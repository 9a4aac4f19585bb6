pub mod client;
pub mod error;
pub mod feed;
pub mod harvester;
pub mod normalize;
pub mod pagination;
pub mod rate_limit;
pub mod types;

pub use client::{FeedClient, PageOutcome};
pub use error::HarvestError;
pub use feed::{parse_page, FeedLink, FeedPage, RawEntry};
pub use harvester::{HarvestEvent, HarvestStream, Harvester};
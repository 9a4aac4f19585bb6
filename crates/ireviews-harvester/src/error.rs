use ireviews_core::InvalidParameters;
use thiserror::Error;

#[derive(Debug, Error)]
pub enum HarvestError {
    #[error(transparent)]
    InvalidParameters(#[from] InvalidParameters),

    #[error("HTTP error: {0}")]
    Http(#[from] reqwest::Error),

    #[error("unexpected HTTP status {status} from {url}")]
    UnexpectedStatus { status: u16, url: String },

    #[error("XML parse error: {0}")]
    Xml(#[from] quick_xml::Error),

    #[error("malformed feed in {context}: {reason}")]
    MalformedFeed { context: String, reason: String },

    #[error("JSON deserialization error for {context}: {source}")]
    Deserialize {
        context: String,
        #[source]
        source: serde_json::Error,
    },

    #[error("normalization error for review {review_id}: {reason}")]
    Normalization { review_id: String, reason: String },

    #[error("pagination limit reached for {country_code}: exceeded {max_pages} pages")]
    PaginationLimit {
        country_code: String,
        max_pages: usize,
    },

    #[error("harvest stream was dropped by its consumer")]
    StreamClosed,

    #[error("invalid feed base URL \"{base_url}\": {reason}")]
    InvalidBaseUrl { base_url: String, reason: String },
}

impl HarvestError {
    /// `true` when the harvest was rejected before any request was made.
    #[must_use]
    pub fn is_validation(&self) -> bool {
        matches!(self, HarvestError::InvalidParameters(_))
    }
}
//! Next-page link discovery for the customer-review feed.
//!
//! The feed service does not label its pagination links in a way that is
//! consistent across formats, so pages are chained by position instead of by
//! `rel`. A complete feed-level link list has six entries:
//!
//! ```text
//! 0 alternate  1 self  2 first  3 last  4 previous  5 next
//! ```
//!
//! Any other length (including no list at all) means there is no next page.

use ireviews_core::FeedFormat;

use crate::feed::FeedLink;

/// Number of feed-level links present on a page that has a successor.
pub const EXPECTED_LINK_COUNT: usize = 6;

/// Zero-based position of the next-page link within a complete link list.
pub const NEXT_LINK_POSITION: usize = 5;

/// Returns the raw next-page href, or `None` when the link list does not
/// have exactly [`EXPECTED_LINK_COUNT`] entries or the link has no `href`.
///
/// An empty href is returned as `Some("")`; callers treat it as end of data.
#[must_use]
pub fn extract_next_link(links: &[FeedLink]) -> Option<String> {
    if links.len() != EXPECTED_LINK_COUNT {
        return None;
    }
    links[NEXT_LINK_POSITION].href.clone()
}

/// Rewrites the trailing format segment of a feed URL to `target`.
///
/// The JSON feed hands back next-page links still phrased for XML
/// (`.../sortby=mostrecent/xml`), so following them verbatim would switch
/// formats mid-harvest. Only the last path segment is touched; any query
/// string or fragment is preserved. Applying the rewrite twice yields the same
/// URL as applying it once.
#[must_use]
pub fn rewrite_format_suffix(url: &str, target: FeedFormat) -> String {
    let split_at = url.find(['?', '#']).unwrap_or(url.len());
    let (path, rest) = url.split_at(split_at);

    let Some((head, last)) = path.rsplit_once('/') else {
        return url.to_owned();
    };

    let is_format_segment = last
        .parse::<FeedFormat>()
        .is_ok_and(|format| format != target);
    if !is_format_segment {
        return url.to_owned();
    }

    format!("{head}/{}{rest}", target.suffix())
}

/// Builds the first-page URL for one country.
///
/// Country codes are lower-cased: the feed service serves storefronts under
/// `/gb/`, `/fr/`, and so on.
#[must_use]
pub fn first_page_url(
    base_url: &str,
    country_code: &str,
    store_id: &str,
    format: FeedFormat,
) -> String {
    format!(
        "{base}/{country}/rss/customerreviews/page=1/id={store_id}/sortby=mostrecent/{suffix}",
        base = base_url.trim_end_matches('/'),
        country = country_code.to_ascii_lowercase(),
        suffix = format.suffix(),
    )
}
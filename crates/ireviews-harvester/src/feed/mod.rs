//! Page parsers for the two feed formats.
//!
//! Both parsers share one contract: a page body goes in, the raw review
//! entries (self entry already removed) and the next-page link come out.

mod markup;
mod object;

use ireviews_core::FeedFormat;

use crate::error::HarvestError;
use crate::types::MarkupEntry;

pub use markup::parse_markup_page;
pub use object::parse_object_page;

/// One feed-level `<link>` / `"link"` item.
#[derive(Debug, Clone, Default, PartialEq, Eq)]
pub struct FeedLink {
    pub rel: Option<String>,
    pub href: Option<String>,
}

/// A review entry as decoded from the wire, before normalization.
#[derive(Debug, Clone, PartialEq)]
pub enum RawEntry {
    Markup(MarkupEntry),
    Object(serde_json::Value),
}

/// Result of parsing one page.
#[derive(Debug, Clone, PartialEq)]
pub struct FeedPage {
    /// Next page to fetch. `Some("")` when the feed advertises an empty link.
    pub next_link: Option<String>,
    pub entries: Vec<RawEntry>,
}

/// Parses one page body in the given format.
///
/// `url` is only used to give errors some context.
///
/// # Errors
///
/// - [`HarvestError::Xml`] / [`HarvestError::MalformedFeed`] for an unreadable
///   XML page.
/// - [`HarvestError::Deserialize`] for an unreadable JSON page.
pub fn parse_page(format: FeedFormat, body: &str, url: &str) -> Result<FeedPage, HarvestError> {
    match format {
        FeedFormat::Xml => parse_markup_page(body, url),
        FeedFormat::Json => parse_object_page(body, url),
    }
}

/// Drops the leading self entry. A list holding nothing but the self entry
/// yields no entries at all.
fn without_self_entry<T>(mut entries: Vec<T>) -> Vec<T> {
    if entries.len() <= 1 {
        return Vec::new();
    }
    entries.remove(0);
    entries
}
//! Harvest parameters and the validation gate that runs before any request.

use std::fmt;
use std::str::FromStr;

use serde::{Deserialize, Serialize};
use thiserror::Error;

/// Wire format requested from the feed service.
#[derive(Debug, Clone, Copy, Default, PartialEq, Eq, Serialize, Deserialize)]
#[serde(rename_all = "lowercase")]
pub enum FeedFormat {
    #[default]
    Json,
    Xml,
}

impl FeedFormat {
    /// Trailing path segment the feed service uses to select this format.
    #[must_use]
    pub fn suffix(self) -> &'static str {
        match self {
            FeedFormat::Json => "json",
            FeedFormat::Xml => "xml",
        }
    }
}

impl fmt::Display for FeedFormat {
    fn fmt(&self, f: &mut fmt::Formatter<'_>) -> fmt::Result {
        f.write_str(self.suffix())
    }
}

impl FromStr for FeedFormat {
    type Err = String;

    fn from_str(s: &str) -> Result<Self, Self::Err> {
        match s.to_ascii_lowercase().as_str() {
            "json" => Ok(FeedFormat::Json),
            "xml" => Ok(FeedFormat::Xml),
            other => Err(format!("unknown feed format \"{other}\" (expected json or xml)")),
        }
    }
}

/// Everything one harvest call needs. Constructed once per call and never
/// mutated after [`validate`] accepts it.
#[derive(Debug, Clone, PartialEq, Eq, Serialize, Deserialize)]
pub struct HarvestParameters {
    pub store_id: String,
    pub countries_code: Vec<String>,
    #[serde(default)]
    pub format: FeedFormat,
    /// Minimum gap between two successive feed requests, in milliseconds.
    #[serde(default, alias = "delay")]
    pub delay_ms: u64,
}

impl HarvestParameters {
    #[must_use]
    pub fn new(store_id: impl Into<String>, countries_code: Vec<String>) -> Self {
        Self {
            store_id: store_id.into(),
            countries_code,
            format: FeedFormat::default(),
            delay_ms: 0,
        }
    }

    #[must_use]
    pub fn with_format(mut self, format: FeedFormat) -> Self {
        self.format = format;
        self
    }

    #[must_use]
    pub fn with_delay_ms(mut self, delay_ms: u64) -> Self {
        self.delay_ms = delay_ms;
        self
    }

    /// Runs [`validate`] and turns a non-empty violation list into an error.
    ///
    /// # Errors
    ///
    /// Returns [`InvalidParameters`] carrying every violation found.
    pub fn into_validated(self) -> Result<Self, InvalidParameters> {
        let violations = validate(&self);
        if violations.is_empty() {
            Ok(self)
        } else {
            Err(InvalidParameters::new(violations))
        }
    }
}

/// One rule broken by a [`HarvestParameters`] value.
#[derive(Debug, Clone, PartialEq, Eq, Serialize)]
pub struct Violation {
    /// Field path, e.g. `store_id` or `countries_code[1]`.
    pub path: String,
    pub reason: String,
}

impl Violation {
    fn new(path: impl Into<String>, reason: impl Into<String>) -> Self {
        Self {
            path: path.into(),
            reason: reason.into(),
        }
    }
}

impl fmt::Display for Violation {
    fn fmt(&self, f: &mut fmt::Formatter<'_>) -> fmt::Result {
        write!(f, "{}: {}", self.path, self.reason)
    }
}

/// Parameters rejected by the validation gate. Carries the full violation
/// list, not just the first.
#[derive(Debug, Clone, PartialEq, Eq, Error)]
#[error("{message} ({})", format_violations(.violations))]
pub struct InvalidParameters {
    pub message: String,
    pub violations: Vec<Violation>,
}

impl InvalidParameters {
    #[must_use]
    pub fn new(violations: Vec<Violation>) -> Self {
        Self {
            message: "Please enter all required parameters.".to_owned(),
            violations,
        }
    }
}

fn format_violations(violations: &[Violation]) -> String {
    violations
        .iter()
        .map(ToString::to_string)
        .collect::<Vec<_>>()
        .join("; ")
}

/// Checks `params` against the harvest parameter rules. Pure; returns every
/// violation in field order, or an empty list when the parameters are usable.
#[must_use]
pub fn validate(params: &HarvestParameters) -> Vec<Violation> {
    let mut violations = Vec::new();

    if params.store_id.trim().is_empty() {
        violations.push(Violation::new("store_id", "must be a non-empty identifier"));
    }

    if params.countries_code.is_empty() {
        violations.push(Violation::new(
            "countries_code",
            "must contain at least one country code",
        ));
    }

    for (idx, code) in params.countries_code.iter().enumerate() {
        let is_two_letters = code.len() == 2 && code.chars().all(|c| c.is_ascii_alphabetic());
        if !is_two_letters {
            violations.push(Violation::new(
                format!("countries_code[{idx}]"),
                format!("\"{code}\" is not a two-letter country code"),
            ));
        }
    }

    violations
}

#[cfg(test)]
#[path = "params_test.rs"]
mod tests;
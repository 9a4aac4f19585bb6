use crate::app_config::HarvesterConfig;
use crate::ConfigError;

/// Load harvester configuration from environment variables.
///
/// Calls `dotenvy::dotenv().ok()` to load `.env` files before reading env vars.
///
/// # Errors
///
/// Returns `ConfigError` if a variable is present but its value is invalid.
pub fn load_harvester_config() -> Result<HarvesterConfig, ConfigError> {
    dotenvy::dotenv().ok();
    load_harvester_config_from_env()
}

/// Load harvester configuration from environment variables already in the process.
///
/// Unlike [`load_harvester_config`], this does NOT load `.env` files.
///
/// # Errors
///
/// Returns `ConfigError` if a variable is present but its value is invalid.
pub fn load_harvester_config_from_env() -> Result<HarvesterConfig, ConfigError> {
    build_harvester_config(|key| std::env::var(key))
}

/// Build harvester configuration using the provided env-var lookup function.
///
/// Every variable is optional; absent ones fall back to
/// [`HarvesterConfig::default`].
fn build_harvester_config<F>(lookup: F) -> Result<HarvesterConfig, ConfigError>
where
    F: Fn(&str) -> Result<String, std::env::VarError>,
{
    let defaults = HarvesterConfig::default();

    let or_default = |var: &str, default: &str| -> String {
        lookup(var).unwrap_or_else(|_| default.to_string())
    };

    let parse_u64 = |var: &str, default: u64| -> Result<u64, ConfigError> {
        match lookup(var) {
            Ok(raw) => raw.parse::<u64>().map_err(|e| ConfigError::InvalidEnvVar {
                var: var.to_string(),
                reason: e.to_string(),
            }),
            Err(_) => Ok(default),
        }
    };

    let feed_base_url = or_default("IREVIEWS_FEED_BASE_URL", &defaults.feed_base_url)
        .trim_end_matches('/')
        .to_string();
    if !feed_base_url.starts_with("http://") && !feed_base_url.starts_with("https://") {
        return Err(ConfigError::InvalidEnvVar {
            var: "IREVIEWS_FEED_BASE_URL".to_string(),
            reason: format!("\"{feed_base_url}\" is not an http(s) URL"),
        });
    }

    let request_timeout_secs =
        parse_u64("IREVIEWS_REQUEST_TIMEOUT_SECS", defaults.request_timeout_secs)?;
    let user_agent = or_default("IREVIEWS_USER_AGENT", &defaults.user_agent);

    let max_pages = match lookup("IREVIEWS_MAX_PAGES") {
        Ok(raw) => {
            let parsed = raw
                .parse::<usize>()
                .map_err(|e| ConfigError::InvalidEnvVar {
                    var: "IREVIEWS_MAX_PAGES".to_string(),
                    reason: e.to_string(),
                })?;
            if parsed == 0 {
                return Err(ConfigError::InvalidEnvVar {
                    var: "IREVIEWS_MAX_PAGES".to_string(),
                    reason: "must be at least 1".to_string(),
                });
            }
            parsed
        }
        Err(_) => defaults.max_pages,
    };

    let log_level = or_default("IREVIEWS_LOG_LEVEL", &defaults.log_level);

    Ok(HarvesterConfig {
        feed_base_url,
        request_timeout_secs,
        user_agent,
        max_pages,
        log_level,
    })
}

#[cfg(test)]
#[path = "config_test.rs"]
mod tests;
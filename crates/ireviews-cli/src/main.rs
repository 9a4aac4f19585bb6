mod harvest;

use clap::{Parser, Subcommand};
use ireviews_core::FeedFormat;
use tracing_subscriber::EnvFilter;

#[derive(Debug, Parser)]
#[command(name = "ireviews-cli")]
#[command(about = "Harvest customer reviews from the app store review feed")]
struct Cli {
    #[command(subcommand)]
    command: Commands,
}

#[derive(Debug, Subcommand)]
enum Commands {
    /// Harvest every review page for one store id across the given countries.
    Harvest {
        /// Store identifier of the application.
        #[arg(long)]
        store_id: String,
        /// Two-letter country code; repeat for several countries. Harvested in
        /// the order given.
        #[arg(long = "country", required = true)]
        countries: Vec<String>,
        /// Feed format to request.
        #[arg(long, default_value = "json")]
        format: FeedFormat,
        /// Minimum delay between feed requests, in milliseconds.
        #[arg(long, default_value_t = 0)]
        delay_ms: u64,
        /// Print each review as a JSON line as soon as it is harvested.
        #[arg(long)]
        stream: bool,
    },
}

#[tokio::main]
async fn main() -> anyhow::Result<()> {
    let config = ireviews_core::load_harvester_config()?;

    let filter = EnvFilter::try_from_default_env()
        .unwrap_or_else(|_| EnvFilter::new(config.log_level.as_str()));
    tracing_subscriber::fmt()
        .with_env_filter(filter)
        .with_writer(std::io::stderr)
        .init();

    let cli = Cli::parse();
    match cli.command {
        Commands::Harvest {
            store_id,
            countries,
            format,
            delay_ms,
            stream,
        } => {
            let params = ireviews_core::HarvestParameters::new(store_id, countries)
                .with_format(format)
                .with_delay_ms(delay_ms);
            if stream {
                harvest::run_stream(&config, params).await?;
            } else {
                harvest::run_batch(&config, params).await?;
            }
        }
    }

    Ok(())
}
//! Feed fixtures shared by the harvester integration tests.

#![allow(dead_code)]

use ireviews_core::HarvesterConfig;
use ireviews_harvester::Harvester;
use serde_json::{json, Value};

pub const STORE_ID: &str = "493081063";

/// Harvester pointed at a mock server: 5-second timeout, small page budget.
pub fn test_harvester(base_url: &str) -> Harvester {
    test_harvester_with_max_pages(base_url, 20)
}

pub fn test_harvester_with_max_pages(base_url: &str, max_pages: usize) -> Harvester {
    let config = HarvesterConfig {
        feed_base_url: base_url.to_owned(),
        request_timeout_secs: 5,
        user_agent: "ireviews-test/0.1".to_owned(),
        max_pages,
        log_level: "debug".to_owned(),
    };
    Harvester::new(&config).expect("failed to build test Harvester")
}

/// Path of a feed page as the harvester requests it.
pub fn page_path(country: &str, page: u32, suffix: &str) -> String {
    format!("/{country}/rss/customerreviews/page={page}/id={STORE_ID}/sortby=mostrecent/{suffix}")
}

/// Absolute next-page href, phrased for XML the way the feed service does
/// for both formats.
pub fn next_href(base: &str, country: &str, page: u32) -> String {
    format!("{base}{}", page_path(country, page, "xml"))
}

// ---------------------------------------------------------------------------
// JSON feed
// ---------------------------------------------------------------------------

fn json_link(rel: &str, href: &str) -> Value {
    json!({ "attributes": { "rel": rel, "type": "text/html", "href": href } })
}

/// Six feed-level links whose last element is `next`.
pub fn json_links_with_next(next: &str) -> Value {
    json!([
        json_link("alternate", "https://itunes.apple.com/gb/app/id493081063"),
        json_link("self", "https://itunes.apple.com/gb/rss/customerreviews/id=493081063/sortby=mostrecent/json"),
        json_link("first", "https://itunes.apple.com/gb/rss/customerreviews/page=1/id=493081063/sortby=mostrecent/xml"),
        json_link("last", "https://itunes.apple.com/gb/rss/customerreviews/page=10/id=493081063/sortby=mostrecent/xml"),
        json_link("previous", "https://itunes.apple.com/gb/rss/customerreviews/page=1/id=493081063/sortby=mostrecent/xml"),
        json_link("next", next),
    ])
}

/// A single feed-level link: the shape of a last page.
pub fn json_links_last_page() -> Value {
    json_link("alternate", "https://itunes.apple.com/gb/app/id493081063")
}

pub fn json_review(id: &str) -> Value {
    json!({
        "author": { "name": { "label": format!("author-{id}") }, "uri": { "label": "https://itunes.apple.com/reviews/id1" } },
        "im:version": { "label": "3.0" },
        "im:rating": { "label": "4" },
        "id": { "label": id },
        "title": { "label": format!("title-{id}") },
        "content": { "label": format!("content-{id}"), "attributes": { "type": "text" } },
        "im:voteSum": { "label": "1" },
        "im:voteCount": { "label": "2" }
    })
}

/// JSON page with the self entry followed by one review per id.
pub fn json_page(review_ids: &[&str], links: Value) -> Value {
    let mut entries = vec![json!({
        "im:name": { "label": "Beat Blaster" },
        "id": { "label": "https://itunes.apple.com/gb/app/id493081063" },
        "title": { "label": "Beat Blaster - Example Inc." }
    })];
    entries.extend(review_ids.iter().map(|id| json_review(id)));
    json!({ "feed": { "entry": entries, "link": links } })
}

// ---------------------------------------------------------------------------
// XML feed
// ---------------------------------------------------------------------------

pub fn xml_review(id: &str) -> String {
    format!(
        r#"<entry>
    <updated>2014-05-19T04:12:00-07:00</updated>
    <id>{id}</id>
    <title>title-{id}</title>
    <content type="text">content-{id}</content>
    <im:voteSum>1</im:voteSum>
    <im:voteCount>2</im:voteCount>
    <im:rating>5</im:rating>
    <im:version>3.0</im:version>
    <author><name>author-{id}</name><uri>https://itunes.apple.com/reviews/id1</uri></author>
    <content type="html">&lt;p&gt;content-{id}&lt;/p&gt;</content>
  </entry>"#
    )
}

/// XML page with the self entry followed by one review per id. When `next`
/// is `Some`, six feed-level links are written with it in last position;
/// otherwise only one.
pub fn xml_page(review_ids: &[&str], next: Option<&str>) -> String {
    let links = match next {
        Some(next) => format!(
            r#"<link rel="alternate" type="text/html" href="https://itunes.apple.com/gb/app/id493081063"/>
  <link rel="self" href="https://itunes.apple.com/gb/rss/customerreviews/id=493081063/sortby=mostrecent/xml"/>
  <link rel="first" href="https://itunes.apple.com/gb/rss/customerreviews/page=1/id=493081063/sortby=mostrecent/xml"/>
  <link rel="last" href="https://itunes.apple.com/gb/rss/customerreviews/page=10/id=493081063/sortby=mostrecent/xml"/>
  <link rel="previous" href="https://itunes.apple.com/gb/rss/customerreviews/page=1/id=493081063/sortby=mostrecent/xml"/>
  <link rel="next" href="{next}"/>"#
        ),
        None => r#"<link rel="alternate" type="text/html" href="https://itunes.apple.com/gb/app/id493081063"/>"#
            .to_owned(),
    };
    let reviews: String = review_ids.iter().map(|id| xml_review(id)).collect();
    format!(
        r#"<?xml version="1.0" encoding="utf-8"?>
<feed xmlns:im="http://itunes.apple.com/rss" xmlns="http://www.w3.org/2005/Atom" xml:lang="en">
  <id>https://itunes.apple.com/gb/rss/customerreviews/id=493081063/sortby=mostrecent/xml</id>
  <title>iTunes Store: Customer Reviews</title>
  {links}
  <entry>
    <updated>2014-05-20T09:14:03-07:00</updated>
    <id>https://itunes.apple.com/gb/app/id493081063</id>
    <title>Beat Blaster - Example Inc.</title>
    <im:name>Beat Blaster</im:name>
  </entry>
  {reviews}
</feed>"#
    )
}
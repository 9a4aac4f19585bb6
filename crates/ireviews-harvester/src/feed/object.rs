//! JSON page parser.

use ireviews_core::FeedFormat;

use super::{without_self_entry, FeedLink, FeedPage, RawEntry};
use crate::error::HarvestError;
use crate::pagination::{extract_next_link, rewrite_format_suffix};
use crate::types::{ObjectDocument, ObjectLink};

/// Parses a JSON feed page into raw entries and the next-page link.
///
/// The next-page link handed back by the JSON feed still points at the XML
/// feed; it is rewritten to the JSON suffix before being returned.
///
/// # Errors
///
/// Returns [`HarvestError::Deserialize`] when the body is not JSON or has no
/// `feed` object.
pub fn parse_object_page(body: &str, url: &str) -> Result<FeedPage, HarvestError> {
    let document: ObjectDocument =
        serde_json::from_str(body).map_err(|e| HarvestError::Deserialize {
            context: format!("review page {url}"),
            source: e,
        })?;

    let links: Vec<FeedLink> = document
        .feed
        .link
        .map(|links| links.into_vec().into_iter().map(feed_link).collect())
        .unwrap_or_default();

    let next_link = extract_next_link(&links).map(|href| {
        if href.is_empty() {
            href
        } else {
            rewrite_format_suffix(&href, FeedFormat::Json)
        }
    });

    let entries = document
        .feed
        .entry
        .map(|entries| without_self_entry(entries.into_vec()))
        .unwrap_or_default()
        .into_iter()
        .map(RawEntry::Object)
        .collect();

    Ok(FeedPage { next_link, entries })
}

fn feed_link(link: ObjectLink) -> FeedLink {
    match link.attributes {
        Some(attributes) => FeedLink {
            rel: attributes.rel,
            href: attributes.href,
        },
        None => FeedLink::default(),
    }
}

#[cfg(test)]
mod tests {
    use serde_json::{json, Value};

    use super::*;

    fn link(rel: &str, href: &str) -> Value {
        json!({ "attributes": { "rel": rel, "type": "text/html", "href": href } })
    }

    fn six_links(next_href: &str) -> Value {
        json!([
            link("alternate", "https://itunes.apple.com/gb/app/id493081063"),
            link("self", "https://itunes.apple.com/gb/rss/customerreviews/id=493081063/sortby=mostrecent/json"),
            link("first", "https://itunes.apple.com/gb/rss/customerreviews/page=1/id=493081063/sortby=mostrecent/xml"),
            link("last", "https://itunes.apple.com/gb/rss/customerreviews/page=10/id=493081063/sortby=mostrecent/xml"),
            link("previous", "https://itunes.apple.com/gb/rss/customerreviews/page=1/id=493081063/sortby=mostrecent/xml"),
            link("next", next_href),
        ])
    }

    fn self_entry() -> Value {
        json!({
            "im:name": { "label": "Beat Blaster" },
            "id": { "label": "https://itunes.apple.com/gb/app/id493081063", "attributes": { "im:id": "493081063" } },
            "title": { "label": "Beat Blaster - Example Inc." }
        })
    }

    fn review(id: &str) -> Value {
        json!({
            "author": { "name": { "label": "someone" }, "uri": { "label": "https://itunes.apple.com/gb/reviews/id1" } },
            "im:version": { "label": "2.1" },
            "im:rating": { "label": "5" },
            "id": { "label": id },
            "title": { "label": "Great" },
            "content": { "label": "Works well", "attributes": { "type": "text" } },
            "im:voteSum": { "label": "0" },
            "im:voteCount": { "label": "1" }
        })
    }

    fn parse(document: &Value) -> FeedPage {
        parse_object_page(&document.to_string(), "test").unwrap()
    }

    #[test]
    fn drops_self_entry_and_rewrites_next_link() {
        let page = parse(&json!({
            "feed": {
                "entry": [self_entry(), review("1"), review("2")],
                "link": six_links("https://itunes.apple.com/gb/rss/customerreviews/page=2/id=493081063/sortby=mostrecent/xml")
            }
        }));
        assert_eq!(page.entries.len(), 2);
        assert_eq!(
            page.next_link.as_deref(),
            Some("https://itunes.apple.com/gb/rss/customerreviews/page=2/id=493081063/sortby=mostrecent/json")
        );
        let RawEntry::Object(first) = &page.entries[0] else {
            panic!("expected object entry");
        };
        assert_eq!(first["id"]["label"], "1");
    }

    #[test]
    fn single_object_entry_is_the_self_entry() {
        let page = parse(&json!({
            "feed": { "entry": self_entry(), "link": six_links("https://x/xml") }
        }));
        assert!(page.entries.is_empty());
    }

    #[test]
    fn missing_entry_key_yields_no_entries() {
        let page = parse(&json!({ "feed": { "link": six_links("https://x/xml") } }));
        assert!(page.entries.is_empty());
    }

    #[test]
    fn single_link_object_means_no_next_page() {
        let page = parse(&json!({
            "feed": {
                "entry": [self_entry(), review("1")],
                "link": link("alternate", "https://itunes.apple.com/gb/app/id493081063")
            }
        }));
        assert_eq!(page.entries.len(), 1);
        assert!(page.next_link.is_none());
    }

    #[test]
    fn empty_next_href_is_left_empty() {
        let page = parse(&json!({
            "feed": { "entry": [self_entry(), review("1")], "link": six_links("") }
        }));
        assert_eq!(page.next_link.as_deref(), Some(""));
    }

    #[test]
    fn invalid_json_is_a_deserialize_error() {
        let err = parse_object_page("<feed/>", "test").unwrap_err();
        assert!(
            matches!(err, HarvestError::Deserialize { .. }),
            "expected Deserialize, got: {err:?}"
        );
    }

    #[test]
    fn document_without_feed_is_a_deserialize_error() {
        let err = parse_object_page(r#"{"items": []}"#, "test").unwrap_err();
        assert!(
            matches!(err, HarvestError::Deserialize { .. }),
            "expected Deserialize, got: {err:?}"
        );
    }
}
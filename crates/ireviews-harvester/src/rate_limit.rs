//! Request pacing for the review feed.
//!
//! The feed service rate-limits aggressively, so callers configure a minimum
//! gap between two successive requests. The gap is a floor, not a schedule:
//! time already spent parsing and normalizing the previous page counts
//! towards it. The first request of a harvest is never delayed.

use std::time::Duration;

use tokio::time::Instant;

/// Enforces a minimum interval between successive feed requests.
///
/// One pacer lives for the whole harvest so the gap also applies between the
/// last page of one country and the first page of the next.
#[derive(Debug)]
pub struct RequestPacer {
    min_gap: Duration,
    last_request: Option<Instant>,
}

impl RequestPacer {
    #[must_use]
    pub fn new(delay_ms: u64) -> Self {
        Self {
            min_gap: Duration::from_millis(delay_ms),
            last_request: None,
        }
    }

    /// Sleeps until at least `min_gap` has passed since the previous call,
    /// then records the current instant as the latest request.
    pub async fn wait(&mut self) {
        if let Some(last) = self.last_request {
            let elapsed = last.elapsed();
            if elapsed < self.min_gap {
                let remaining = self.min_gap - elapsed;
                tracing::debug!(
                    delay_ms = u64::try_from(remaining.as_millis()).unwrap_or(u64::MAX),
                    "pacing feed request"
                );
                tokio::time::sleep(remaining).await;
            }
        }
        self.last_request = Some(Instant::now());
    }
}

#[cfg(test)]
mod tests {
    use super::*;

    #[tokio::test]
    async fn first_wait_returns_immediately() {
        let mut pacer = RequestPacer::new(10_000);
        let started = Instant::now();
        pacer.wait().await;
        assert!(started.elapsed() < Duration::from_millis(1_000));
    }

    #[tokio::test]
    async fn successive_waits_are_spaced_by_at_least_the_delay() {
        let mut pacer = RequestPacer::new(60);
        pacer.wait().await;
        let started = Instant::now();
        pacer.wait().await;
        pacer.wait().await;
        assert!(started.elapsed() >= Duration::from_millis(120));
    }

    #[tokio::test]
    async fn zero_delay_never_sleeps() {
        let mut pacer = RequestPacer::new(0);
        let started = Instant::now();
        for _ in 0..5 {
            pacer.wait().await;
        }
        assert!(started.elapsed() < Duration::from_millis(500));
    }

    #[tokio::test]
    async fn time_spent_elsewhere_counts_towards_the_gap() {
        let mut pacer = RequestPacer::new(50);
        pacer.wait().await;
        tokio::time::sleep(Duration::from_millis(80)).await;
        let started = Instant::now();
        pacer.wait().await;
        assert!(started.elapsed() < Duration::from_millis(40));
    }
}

==*==

— Assigned task —
All lines in the listing above with the string "complete" should be returned.

— Reply to the exercise —
//! `rel`. A complete feed-level link list has six entries:
/// Zero-based position of the next-page link within a complete link list.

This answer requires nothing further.